House Bill 2481 would ban “surveillance pricing” in grocery stores — the practice of using algorithms to adjust prices based on what a system predicts individual shoppers are willing to pay. The bill would also prohibit surge pricing tied to short-term demand spikes and pause the use of electronic shelf label systems in large grocery stores.
“Large retailers are starting to employ these AI systems that can change prices instantly, individually, and secretly — faster than we can keep up with it,” said Rep. Mary Fosse, (D-Everett) the bill’s sponsor.

Fosse said a goal of the legislation is to prevent systems that adjust prices for each customer in a store using phone data or facial recognition.
If enacted, grocery stores would be barred from using shopping history, app usage, location data, biometrics, or other personal data to change the price each customer sees.
The bill would also pause the rollout of electronic shelf label systems in grocery stores larger than 15,000 square feet until 2030 and direct the state Department of Commerce to study how the technology affects prices and the retail workforce.
Personalized pricing is already common online, but unlike negotiating in person, the process is automated and typically invisible to consumers.
HB 2481 passed the House Technology, Economic Development, and Veterans Committee on an 8–3 vote last month and is awaiting a vote in the House Appropriations Committee.
“We should not be paying more just because of who we are or the data that they have on us.

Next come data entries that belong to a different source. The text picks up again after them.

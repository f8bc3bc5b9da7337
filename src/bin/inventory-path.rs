// Copyright (c) 2025 - Cowboy AI, Inc.
//! Inventory Path Tool
//!
//! Normalizes inventory paths from the command line. Absolute paths are
//! parsed as given; relative paths are resolved against `--origin`.
//!
//! ```text
//! inventory-path [--origin PATH] [--expect TAG] [--relative-to PATH] PATH...
//! ```
//!
//! For every input one line is printed: the canonical form, or the path
//! relative to `--relative-to` when given. Inputs that fail to parse are
//! reported on stderr and make the tool exit non-zero.
//!
//! Run with: cargo run --bin inventory-path -- --origin /t;acme/e;prod r;web01
//!
//! Log output is controlled by `RUST_LOG` (default: info).

use anyhow::{bail, Context, Result};
use cim_inventory::path::{CanonicalPath, ParseContext, SegmentType};
use tracing::{debug, warn};

/// Parsed command line
#[derive(Debug, Default)]
struct Options {
    /// Origin relative inputs are resolved against
    origin: Option<CanonicalPath>,
    /// Type of bare ids
    expect: Option<SegmentType>,
    /// Print results relative to this path
    relative_to: Option<CanonicalPath>,
    inputs: Vec<String>,
}

impl Options {
    fn from_args(args: impl IntoIterator<Item = String>) -> Result<Self> {
        let mut options = Options::default();
        let mut args = args.into_iter();
        while let Some(arg) = args.next() {
            match arg.as_str() {
                "--origin" => {
                    let raw = args.next().context("--origin needs a path")?;
                    options.origin = Some(
                        CanonicalPath::parse(&raw).with_context(|| format!("invalid origin {raw}"))?,
                    );
                }
                "--relative-to" => {
                    let raw = args.next().context("--relative-to needs a path")?;
                    options.relative_to = Some(
                        CanonicalPath::parse(&raw)
                            .with_context(|| format!("invalid --relative-to {raw}"))?,
                    );
                }
                "--expect" => {
                    let tag = args.next().context("--expect needs a segment tag")?;
                    options.expect = Some(SegmentType::from_tag(&tag)?);
                }
                flag if flag.starts_with("--") => bail!("unknown option {flag}"),
                _ => options.inputs.push(arg),
            }
        }
        if options.inputs.is_empty() {
            bail!("usage: inventory-path [--origin PATH] [--expect TAG] [--relative-to PATH] PATH...");
        }
        Ok(options)
    }

    fn context(&self) -> ParseContext {
        ParseContext {
            origin: self.origin.clone(),
            target_type: self.expect,
        }
    }
}

fn main() -> Result<()> {
    tracing_subscriber::fmt()
        .with_writer(std::io::stderr)
        .with_env_filter(
            tracing_subscriber::EnvFilter::try_from_default_env()
                .unwrap_or_else(|_| tracing_subscriber::EnvFilter::new("info")),
        )
        .init();

    let options = Options::from_args(std::env::args().skip(1))?;
    let context = options.context();
    debug!(?options, "Normalizing paths");

    let mut failures = 0usize;
    for input in &options.inputs {
        match CanonicalPath::parse_in(input, &context) {
            Ok(path) => match &options.relative_to {
                Some(base) => println!("{}", path.relative_to(base)),
                None => println!("{path}"),
            },
            Err(err) => {
                warn!(input = %input, error = %err, "Path rejected");
                eprintln!("{input}: {err}");
                failures += 1;
            }
        }
    }

    if failures > 0 {
        bail!("{failures} of {} paths rejected", options.inputs.len());
    }
    Ok(())
}

#[cfg(test)]
mod tests {
    use super::*;

    fn args(raw: &[&str]) -> Vec<String> {
        raw.iter().map(|s| s.to_string()).collect()
    }

    #[test]
    fn test_options_parse_flags_and_inputs() {
        let options =
            Options::from_args(args(&["--origin", "/t;acme", "--expect", "e", "prod"])).unwrap();
        assert_eq!(options.origin, Some(CanonicalPath::tenant("acme")));
        assert_eq!(options.expect, Some(SegmentType::Environment));
        assert_eq!(options.inputs, vec!["prod".to_string()]);

        let resolved = CanonicalPath::parse_in("prod", &options.context()).unwrap();
        assert_eq!(resolved.to_string(), "/t;acme/e;prod");
    }

    #[test]
    fn test_options_reject_missing_inputs_and_unknown_flags() {
        assert!(Options::from_args(args(&["--origin", "/t;acme"])).is_err());
        assert!(Options::from_args(args(&["--verbose", "/t;acme"])).is_err());
        assert!(Options::from_args(args(&["--origin"])).is_err());
    }
}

It’s absolutely an issue for the affordability of food,” the committee’s chair, Rep. Cindy Ryu (D–Shoreline) told TVW.

Opponents argue electronic shelf labels can reduce costs in an industry with thin profit margins and warn the bill could restrict loyalty programs shoppers use to save money on groceries and gasoline.
The committee’s ranking minority member raised concerns about unintended consequences.
“This new technology is a way that we can drop pricing because it’s not as much work to use those digital labels rather than a paper label,” said Rep. Stephanie Barnard (R-Pasco).

“It is about affordability. I think there’s just two sides to that coin,” Barnard added. “While this bill is very well-intended, it’s not ready for prime time.”
Some grocery stores already use digital price displays instead of paper tags, but industry representatives say the systems are not designed to charge different prices to different customers.
“You will not see any mechanism for facial recognition for collection of personal data or shopper level tracking. The tags are not designed to enable individualized or surge pricing. It’s simply not present on hardware,” said Jessica Vittorio of the retail technology company VusionGroup.